Task to carry out:
Each entry below is to be duplicated precisely.

(Data for this task)

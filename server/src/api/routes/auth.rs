//! Authentication API endpoints

use std::net::SocketAddr;
use std::sync::Arc;

use axum::extract::{ConnectInfo, State};
use axum::http::Extensions;
use axum::routing::post;
use axum::{Json, Router};
use serde::{Deserialize, Serialize};
use utoipa::ToSchema;
use validator::Validate;

use crate::api::auth::AuthManager;
use crate::api::extractors::ValidatedJson;
use crate::api::types::ApiError;
use crate::data::TransactionalService;
use crate::domain::{AuditAction, AuditEntry, AuditObject, audit, users};

#[derive(Debug, Deserialize, Validate, ToSchema)]
pub struct LoginRequest {
    pub email: Option<String>,
    pub password: Option<String>,
}

/// Profile returned with a successful login
#[derive(Debug, Serialize, ToSchema)]
pub struct LoginUserDto {
    pub id: String,
    pub username: String,
    pub email: String,
    pub name: String,
    pub role: String,
    /// Current in-progress questionnaire, stakeholders only
    #[serde(rename = "assignedQuestionnaireId")]
    pub assigned_questionnaire_id: Option<String>,
    pub is_active: bool,
}

#[derive(Debug, Serialize, ToSchema)]
pub struct LoginResponse {
    pub token: String,
    pub refresh: String,
    pub user: LoginUserDto,
}

#[derive(Debug, Deserialize, Validate, ToSchema)]
pub struct RefreshRequest {
    #[validate(length(min = 1, message = "Refresh token cannot be empty"))]
    pub refresh: String,
}

#[derive(Debug, Serialize, ToSchema)]
pub struct RefreshResponse {
    pub token: String,
}

/// Auth state with database access
#[derive(Clone)]
pub struct AuthRoutesState {
    pub auth_manager: Arc<AuthManager>,
    pub database: Arc<TransactionalService>,
}

/// Create auth routes (mounted at `/api/v1`)
pub fn routes(auth_manager: Arc<AuthManager>, database: Arc<TransactionalService>) -> Router {
    let state = AuthRoutesState {
        auth_manager,
        database,
    };

    Router::new()
        .route("/login", post(login))
        .route("/auth/refresh", post(refresh_token))
        .with_state(state)
}

fn invalid_credentials() -> ApiError {
    ApiError::unauthorized("INVALID_CREDENTIALS", "Invalid credentials")
}

/// Exchange email and password for a token pair
#[utoipa::path(
    post,
    path = "/api/v1/login",
    tag = "auth",
    request_body = LoginRequest,
    responses(
        (status = 200, description = "Logged in", body = LoginResponse),
        (status = 400, description = "Email or password missing"),
        (status = 401, description = "Invalid credentials")
    )
)]
pub async fn login(
    State(state): State<AuthRoutesState>,
    extensions: Extensions,
    ValidatedJson(body): ValidatedJson<LoginRequest>,
) -> Result<Json<LoginResponse>, ApiError> {
    let (Some(email), Some(password)) = (
        body.email.filter(|s| !s.is_empty()),
        body.password.filter(|s| !s.is_empty()),
    ) else {
        return Err(ApiError::bad_request(
            "MISSING_FIELDS",
            "Email and password are required",
        ));
    };

    let repo = state.database.repository();
    let user = users::verify_credentials(repo.as_ref(), &email, &password)
        .await?
        .ok_or_else(invalid_credentials)?;

    let tokens = state.auth_manager.issue(&user.id).map_err(|e| {
        tracing::error!(error = %e, "Failed to sign tokens");
        ApiError::bad_request("TOKEN_ERROR", e.to_string())
    })?;

    let role = user.role();
    let assigned_questionnaire_id = if role.is_admin() {
        None
    } else {
        repo.current_questionnaire_id(&user.id).await?
    };

    let ip_address = extensions
        .get::<ConnectInfo<SocketAddr>>()
        .map(|ConnectInfo(addr)| addr.ip().to_string());
    audit::record(
        repo.as_ref(),
        AuditEntry::new(AuditAction::UserLogin)
            .actor(&user.id)
            .object(AuditObject::User, &user.id)
            .payload(serde_json::json!({ "ip_address": ip_address })),
    )
    .await;

    tracing::debug!(user_id = %user.id, %role, "User logged in");

    Ok(Json(LoginResponse {
        token: tokens.access,
        refresh: tokens.refresh,
        user: LoginUserDto {
            name: user.display_name(),
            id: user.id,
            username: user.username,
            email: user.email,
            role: role.to_string(),
            assigned_questionnaire_id,
            is_active: user.is_active,
        },
    }))
}

/// Exchange a refresh token for a new access token
#[utoipa::path(
    post,
    path = "/api/v1/auth/refresh",
    tag = "auth",
    request_body = RefreshRequest,
    responses(
        (status = 200, description = "New access token", body = RefreshResponse),
        (status = 401, description = "Invalid, expired or non-refresh token")
    )
)]
pub async fn refresh_token(
    State(state): State<AuthRoutesState>,
    ValidatedJson(body): ValidatedJson<RefreshRequest>,
) -> Result<Json<RefreshResponse>, ApiError> {
    let (claims, token) = state
        .auth_manager
        .refresh(&body.refresh)
        .map_err(|e| ApiError::unauthorized("TOKEN_INVALID", e.to_string()))?;

    let user = state
        .database
        .repository()
        .get_user(claims.user_id())
        .await?;
    if !user.is_some_and(|u| u.is_active) {
        return Err(ApiError::unauthorized(
            "USER_INACTIVE",
            "User not found or inactive",
        ));
    }

    Ok(Json(RefreshResponse { token }))
}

(End Data for this task)

Answer section:
filename server/src/api/routes/auth.rs
//! Authentication API endpoints

use std::net::SocketAddr;
use std::sync::Arc;

use axum::extract::{ConnectInfo, State};
use axum::http::Extensions;
use axum::routing::post;
use axum::{Json, Router};
use serde::{Deserialize, Serialize};
use utoipa::ToSchema;
use validator::Validate;

use crate::api::auth::AuthManager;
use crate::api::extractors::ValidatedJson;
use crate::api::types::ApiError;
use crate::data::TransactionalService;
use crate::domain::{AuditAction, AuditEntry, AuditObject, audit, users};

#[derive(Debug, Deserialize, Validate, ToSchema)]
pub struct LoginRequest {
    pub email: Option<String>,
    pub password: Option<String>,
}

/// Profile returned with a successful login
#[derive(Debug, Serialize, ToSchema)]
pub struct LoginUserDto {
    pub id: String,
    pub username: String,
    pub email: String,
    pub name: String,
    pub role: String,
    /// Current in-progress questionnaire, stakeholders only
    #[serde(rename = "assignedQuestionnaireId")]
    pub assigned_questionnaire_id: Option<String>,
    pub is_active: bool,
}

#[derive(Debug, Serialize, ToSchema)]
pub struct LoginResponse {
    pub token: String,
    pub refresh: String,
    pub user: LoginUserDto,
}

#[derive(Debug, Deserialize, Validate, ToSchema)]
pub struct RefreshRequest {
    #[validate(length(min = 1, message = "Refresh token cannot be empty"))]
    pub refresh: String,
}

#[derive(Debug, Serialize, ToSchema)]
pub struct RefreshResponse {
    pub token: String,
}

/// Auth state with database access
#[derive(Clone)]
pub struct AuthRoutesState {
    pub auth_manager: Arc<AuthManager>,
    pub database: Arc<TransactionalService>,
}

/// Create auth routes (mounted at `/api/v1`)
pub fn routes(auth_manager: Arc<AuthManager>, database: Arc<TransactionalService>) -> Router {
    let state = AuthRoutesState {
        auth_manager,
        database,
    };

    Router::new()
        .route("/login", post(login))
        .route("/auth/refresh", post(refresh_token))
        .with_state(state)
}

fn invalid_credentials() -> ApiError {
    ApiError::unauthorized("INVALID_CREDENTIALS", "Invalid credentials")
}

/// Exchange email and password for a token pair
#[utoipa::path(
    post,
    path = "/api/v1/login",
    tag = "auth",
    request_body = LoginRequest,
    responses(
        (status = 200, description = "Logged in", body = LoginResponse),
        (status = 400, description = "Email or password missing"),
        (status = 401, description = "Invalid credentials")
    )
)]
pub async fn login(
    State(state): State<AuthRoutesState>,
    extensions: Extensions,
    ValidatedJson(body): ValidatedJson<LoginRequest>,
) -> Result<Json<LoginResponse>, ApiError> {
    let (Some(email), Some(password)) = (
        body.email.filter(|s| !s.is_empty()),
        body.password.filter(|s| !s.is_empty()),
    ) else {
        return Err(ApiError::bad_request(
            "MISSING_FIELDS",
            "Email and password are required",
        ));
    };

    let repo = state.database.repository();
    let user = users::verify_credentials(repo.as_ref(), &email, &password)
        .await?
        .ok_or_else(invalid_credentials)?;

    let tokens = state.auth_manager.issue(&user.id).map_err(|e| {
        tracing::error!(error = %e, "Failed to sign tokens");
        ApiError::bad_request("TOKEN_ERROR", e.to_string())
    })?;

    let role = user.role();
    let assigned_questionnaire_id = if role.is_admin() {
        None
    } else {
        repo.current_questionnaire_id(&user.id).await?
    };

    let ip_address = extensions
        .get::<ConnectInfo<SocketAddr>>()
        .map(|ConnectInfo(addr)| addr.ip().to_string());
    audit::record(
        repo.as_ref(),
        AuditEntry::new(AuditAction::UserLogin)
            .actor(&user.id)
            .object(AuditObject::User, &user.id)
            .payload(serde_json::json!({ "ip_address": ip_address })),
    )
    .await;

    tracing::debug!(user_id = %user.id, %role, "User logged in");

    Ok(Json(LoginResponse {
        token: tokens.access,
        refresh: tokens.refresh,
        user: LoginUserDto {
            name: user.display_name(),
            id: user.id,
            username: user.username,
            email: user.email,
            role: role.to_string(),
            assigned_questionnaire_id,
            is_active: user.is_active,
        },
    }))
}

/// Exchange a refresh token for a new access token
#[utoipa::path(
    post,
    path = "/api/v1/auth/refresh",
    tag = "auth",
    request_body = RefreshRequest,
    responses(
        (status = 200, description = "New access token", body = RefreshResponse),
        (status = 401, description = "Invalid, expired or non-refresh token")
    )
)]
pub async fn refresh_token(
    State(state): State<AuthRoutesState>,
    ValidatedJson(body): ValidatedJson<RefreshRequest>,
) -> Result<Json<RefreshResponse>, ApiError> {
    let (claims, token) = state
        .auth_manager
        .refresh(&body.refresh)
        .map_err(|e| ApiError::unauthorized("TOKEN_INVALID", e.to_string()))?;

    let user = state
        .database
        .repository()
        .get_user(claims.user_id())
        .await?;
    if !user.is_some_and(|u| u.is_active) {
        return Err(ApiError::unauthorized(
            "USER_INACTIVE",
            "User not found or inactive",
        ));
    }

    Ok(Json(RefreshResponse { token }))
}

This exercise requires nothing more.